Campo Maior
By the end of the 15th century, many of those persecuted by the Inquisition in Castile took refuge in Portugal. The Jewish community or labeled as such was so numerous in the village in the sixteenth century that in the lists of those presented in Autos da fé held in Évora by the Inquisition, Campo Maior appears among the lands of the Alentejo with the highest number of defendants of Judaism.

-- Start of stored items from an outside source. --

use crate::command::Command;
use crate::config::Config;
use crate::engine::{Direction, GameEngine, GameState};
use crate::highscore::HighScoreFile;
use crate::ticker::Ticker;
use crate::view::{GameScreen, LatestSnapshot};
use crossterm::event::{poll, read, Event};
use log::info;
use ratatui::{backend::Backend, Terminal};
use std::io;
use std::time::Instant;

pub(crate) type Engine = GameEngine<rand::rngs::ThreadRng, HighScoreFile, Ticker, LatestSnapshot>;

/// The terminal front end: feeds key presses and due ticks to the engine and
/// draws whatever it last emitted
#[derive(Debug)]
pub(crate) struct App {
    engine: Engine,
    quitting: bool,
}

impl App {
    pub(crate) fn new(config: &Config) -> App {
        App::with_engine(GameEngine::new(
            rand::rng(),
            config.high_score_store(),
            Ticker::new(),
            LatestSnapshot::default(),
            config.speed_up,
        ))
    }

    pub(crate) fn high_score_path(&self) -> Option<&std::path::Path> {
        self.engine.store().path()
    }

    fn with_engine(engine: Engine) -> App {
        App {
            engine,
            quitting: false,
        }
    }

    pub(crate) fn run<B: Backend>(mut self, mut terminal: Terminal<B>) -> io::Result<()> {
        while !self.quitting {
            self.draw(&mut terminal)?;
            self.process_input()?;
        }
        Ok(())
    }

    fn draw<B: Backend>(&self, terminal: &mut Terminal<B>) -> io::Result<()> {
        terminal.draw(|frame| frame.render_widget(self.screen(), frame.area()))?;
        Ok(())
    }

    fn screen(&self) -> GameScreen<'_> {
        match self.engine.view().latest() {
            Some(snap) => GameScreen::Run(snap),
            None => GameScreen::Idle {
                high_score: self.engine.high_score(),
            },
        }
    }

    /// Wait for either the next key press or the next tick, whichever comes
    /// first, and handle it
    fn process_input(&mut self) -> io::Result<()> {
        if let Some(when) = self.engine.ticker().deadline() {
            let wait = when.saturating_duration_since(Instant::now());
            if wait.is_zero() || !poll(wait)? {
                if self.engine.ticker_mut().fire(Instant::now()) {
                    self.engine.tick();
                }
                return Ok(());
            }
        }
        self.handle_event(read()?);
        Ok(())
    }

    fn handle_event(&mut self, event: Event) {
        let Some(cmd) = event.as_key_press_event().and_then(Command::from_key_event) else {
            return;
        };
        match cmd {
            Command::Quit => {
                info!("Quitting");
                self.quitting = true;
            }
            Command::Up => self.engine.set_direction(Direction::Up),
            Command::Down => self.engine.set_direction(Direction::Down),
            Command::Left => self.engine.set_direction(Direction::Left),
            Command::Right => self.engine.set_direction(Direction::Right),
            Command::Start => {
                if self.engine.state() != GameState::Playing {
                    self.engine.start();
                }
            }
            Command::Restart => self.engine.start(),
        }
    }
}

#[cfg(test)]
mod tests {
    use super::*;
    use crate::engine::SpeedUpPolicy;
    use crossterm::event::{KeyCode, KeyEvent, KeyModifiers};

    fn new_app() -> App {
        App::with_engine(GameEngine::new(
            rand::rng(),
            HighScoreFile::disabled(),
            Ticker::new(),
            LatestSnapshot::default(),
            SpeedUpPolicy::Restart,
        ))
    }

    fn press(app: &mut App, code: KeyCode) {
        app.handle_event(Event::Key(KeyEvent::new(code, KeyModifiers::NONE)));
    }

    #[test]
    fn idle_until_space() {
        let mut app = new_app();
        assert_eq!(app.screen(), GameScreen::Idle { high_score: 0 });
        assert_eq!(app.engine.ticker().deadline(), None);
        press(&mut app, KeyCode::Up);
        assert_eq!(app.engine.state(), GameState::Idle);
        press(&mut app, KeyCode::Char(' '));
        assert_eq!(app.engine.state(), GameState::Playing);
        assert!(
            app.engine.ticker().deadline().is_some(),
            "no tick was scheduled"
        );
        assert!(
            matches!(app.screen(), GameScreen::Run(snap) if snap.score == 0),
            "screen should show the new run"
        );
    }

    #[test]
    fn space_does_not_restart_a_run() {
        let mut app = new_app();
        press(&mut app, KeyCode::Char(' '));
        app.engine.tick();
        let before = app.engine.snapshot();
        press(&mut app, KeyCode::Char(' '));
        assert_eq!(app.engine.snapshot(), before);
    }

    #[test]
    fn r_restarts_a_run() {
        let mut app = new_app();
        press(&mut app, KeyCode::Char(' '));
        press(&mut app, KeyCode::Down);
        app.engine.tick();
        press(&mut app, KeyCode::Char('r'));
        let snap = app.engine.snapshot().expect("run should have started");
        assert_eq!(snap.snake, [crate::consts::SNAKE_START]);
        assert_eq!(snap.direction, Direction::Right);
    }

    #[test]
    fn arrow_keys_steer() {
        let mut app = new_app();
        press(&mut app, KeyCode::Char(' '));
        press(&mut app, KeyCode::Up);
        app.engine.tick();
        let snap = app.engine.snapshot().expect("run should have started");
        assert_eq!(snap.direction, Direction::Up);
    }

    #[test]
    fn disabled_store_has_no_path() {
        assert_eq!(new_app().high_score_path(), None);
    }

    #[test]
    fn q_quits() {
        let mut app = new_app();
        press(&mut app, KeyCode::Char('q'));
        assert!(app.quitting, "app should be quitting");
    }

    #[test]
    fn key_release_is_ignored() {
        let mut app = new_app();
        app.handle_event(Event::Key(KeyEvent::new_with_kind(
            KeyCode::Char(' '),
            KeyModifiers::NONE,
            crossterm::event::KeyEventKind::Release,
        )));
        assert_eq!(app.engine.state(), GameState::Idle);
    }
}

The war with Castile from 1640 will produce the first major transformations with the need to fortify the village.

In the seventeenth century one in every four people residing in the village, was a military and the village became at that time the most important military center of the Alentejo, after Elvas.

The first years of the 19th century are in Campo Maior of great agitation. A siege in 1801 by the Spaniards and a local revolution in 1808 against the French who had then invaded Portugal.

The campomaiorense uprising against the Napoleonic occupation will be victorious due to the support of the Badajoz army that then remained in the village for about three years.

In 1811 a new French invasion arose which made a closed siege for a month to the village, forcing it to capitulate. But its resistance was such that allowed time for the British-Portuguese reinforcements to arrive under Beresford, who put the French in stampede.

The struggles between liberals and absolutists in Campo Maior are also remarkable events.

And in 1865, cholera killed, for about two and a half months, an average of two people a day.